In total 8,1% of the women were smokers. There are divergences in the literature regarding smoking and increased susceptibility to HPV infections; however, it has been implicated as a cofactor associated for the development of high-risk lesions (HSIL) and cervical carcinoma (REF). Furthermore, smoking appears to increase cervical and systemic susceptibility to general infections and HPV 6,24. Here, however, the relationship between smoking and the prevalence of HPV infections was not statistically significant (Table 5.). Similarly, condom use was not significantly associated with HPV prevalence. Even though the overall condom use was rather low here (13.1%), the results corroborates the literature which states that sexual contamination can only be avoided through complete sexual abstinence, since condoms do not guarantee full protection and the virus can still be transmitted via non-penetrative sex.
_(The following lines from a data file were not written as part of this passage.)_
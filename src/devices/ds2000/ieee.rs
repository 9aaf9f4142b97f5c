//! IEEE 488.2 common commands.

use lazy_static::lazy_static;
use regex::{Captures, Regex};
use serde::{Serialize, Deserialize};

use crate::error::{Error, Result};
use crate::scpi::Scpi;

lazy_static! {
	static ref IDN_RE: Regex = Regex::new(r"([^,]+),([^,]+),([^,]+),([^,\s]+)").unwrap();
}

/// Reply of `*IDN?`, e.g. `RIGOL TECHNOLOGIES,DS2202,DS2A0000000001,00.02.01.00.00`.
#[derive(Debug, Clone, PartialEq, Eq, Serialize, Deserialize)]
pub struct Identity {
	pub manufacturer: String,
	pub model: String,
	pub serial_num: String,
	pub fw_version: String,
}

impl Identity {
	pub fn parse(reply:&str) -> Result<Self> {
		let caps:Captures = IDN_RE.captures(reply).ok_or_else(|| Error::unexpected("*IDN?", reply))?;
		let field = |i:usize| caps.get(i).map(|m| m.as_str().trim().to_owned()).unwrap_or_default();
		Ok(Self{ manufacturer: field(1), model: field(2), serial_num: field(3), fw_version: field(4) })
	}

	/// DS2000 and MSO2000 models share one command set.
	pub fn is_ds2000(&self) -> bool {
		let model = self.model.to_ascii_uppercase();
		model.contains("DS2") || model.contains("MSO2")
	}
}

pub struct Ieee<'a> {
	scpi: &'a mut Scpi,
}

impl<'a> Ieee<'a> {

	pub(crate) fn new(scpi:&'a mut Scpi) -> Self { Self{ scpi } }

	pub fn idn(&mut self) -> Result<Identity> {
		let reply = self.scpi.ask("*IDN?")?;
		Identity::parse(&reply)
	}

	/// Restores the factory defaults.
	pub fn rst(&mut self) -> Result<()> { self.scpi.write("*RST") }

	/// Clears the event registers and the error queue.
	pub fn cls(&mut self) -> Result<()> { self.scpi.write("*CLS") }

	// Register masks are 0..=255, so u8 leaves nothing to check
	pub fn set_ese(&mut self, mask:u8) -> Result<()> { self.scpi.set_i64("*ESE", mask as i64) }
	pub fn ese(&mut self) -> Result<u8>              { self.scpi.query_int("*ESE") }

	/// Reads and clears the standard event register.
	pub fn esr(&mut self) -> Result<u8> { self.scpi.query_int("*ESR") }

	/// Sets the operation complete bit once pending operations finish.
	pub fn set_opc(&mut self) -> Result<()> { self.scpi.write("*OPC") }
	pub fn opc(&mut self) -> Result<bool>   { self.scpi.query_bool("*OPC") }

	pub fn set_sre(&mut self, mask:u8) -> Result<()> { self.scpi.set_i64("*SRE", mask as i64) }
	pub fn sre(&mut self) -> Result<u8>              { self.scpi.query_int("*SRE") }

	pub fn stb(&mut self) -> Result<u8> { self.scpi.query_int("*STB") }

	/// Self-test result, 0 when every test passed.
	pub fn tst(&mut self) -> Result<i64> { self.scpi.query_i64("*TST") }

	pub fn wai(&mut self) -> Result<()> { self.scpi.write("*WAI") }

}

#[cfg(test)]
mod tests {
	use super::*;
	use crate::config::Config;
	use crate::transport::MockTransport;

	#[test]
	fn identity_fields() {
		let id = Identity::parse("RIGOL TECHNOLOGIES,DS2202,DS2A0000000001,00.02.01.00.00\n").unwrap();
		assert_eq!(id.manufacturer, "RIGOL TECHNOLOGIES");
		assert_eq!(id.model, "DS2202");
		assert_eq!(id.serial_num, "DS2A0000000001");
		assert_eq!(id.fw_version, "00.02.01.00.00");
		assert!(id.is_ds2000());
		assert!(Identity::parse("RIGOL TECHNOLOGIES,MSO2302A,DS2D0000000002,00.03.05").unwrap().is_ds2000());
		assert!(!Identity::parse("RIGOL TECHNOLOGIES,DS1054Z,DS1ZA000000001,00.04.04").unwrap().is_ds2000());
		assert!(Identity::parse("no commas here").is_err());
	}

	#[test]
	fn registers() {
		let mock = MockTransport::new();
		mock.reply("*STB", "64").reply("*OPC", "1");
		let mut scpi = Scpi::new(Box::new(mock.clone()), Config::default());

		Ieee::new(&mut scpi).set_ese(32).unwrap();
		assert_eq!(mock.last_sent().as_deref(), Some("*ESE 32"));
		assert_eq!(Ieee::new(&mut scpi).ese().unwrap(), 32);
		assert_eq!(Ieee::new(&mut scpi).stb().unwrap(), 64);
		assert!(Ieee::new(&mut scpi).opc().unwrap());
	}
}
In addition, different variables influence condom use such as age, number of sexual partners, knowledge of correct use, accessibility, partner age and the ability to negotiate condom use with partner. 25,26
Furthermore, the sexarche was not significantly associated with HPV prevalence,, thus contradicting literature which considers early sexual initiation as a factor related to a larger number of sexual partners, favouring the acquisition of STDs and early pregnancy 32. In addition, as shown previously, early onset of sexual activity and teenage pregnancy increase the risk of developing cervical cancer 33. Furthermore, the literature states that having multiple sexual partners is a risk factor for contracting HPV 35, 36. Here, the Rio Negro women had significantly more sex partners than the Rio Madeira women (average 6 vs. 1, p<0.001), there was however no significant association between the number of lifetime sexual partners and the prevalence of HPV (Table 5.). Furthermore, more single women were infected with HPV compared to married women in this study, but the difference was not significant. Previous studies have also associated high parity as a factor for cervical carcinogenesis 37, 38. Here, HPV was more prevalent in women that never have had children compared to multiparous women; the difference was however not significant and likely associated with that these women were younger.